_WHAT IS BEING ASKED_:
Will you quote all of the entries, word for word?

_EXTRACTED RECORDS_:
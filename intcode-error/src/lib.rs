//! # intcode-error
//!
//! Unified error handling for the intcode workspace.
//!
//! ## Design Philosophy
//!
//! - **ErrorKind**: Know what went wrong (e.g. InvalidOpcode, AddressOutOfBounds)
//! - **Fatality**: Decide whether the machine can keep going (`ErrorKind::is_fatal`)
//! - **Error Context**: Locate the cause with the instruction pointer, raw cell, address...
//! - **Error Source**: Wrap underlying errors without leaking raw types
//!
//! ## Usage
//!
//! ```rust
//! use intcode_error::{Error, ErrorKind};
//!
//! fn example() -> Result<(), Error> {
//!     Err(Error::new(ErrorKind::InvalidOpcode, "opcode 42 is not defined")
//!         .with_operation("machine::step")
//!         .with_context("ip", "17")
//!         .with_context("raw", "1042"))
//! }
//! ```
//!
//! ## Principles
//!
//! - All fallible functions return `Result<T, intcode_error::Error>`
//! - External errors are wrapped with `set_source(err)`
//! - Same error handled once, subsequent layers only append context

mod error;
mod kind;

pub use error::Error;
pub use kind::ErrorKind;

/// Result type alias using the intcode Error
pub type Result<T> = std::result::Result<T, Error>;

_WRITTEN REPLY_:
filename intcode-error/src/lib.rs
//! # intcode-error
//!
//! Unified error handling for the intcode workspace.
//!
//! ## Design Philosophy
//!
//! - **ErrorKind**: Know what went wrong (e.g. InvalidOpcode, AddressOutOfBounds)
//! - **Fatality**: Decide whether the machine can keep going (`ErrorKind::is_fatal`)
//! - **Error Context**: Locate the cause with the instruction pointer, raw cell, address...
//! - **Error Source**: Wrap underlying errors without leaking raw types
//!
//! ## Usage
//!
//! ```rust
//! use intcode_error::{Error, ErrorKind};
//!
//! fn example() -> Result<(), Error> {
//!     Err(Error::new(ErrorKind::InvalidOpcode, "opcode 42 is not defined")
//!         .with_operation("machine::step")
//!         .with_context("ip", "17")
//!         .with_context("raw", "1042"))
//! }
//! ```
//!
//! ## Principles
//!
//! - All fallible functions return `Result<T, intcode_error::Error>`
//! - External errors are wrapped with `set_source(err)`
//! - Same error handled once, subsequent layers only append context

mod error;
mod kind;

pub use error::Error;
pub use kind::ErrorKind;

/// Result type alias using the intcode Error
pub type Result<T> = std::result::Result<T, Error>;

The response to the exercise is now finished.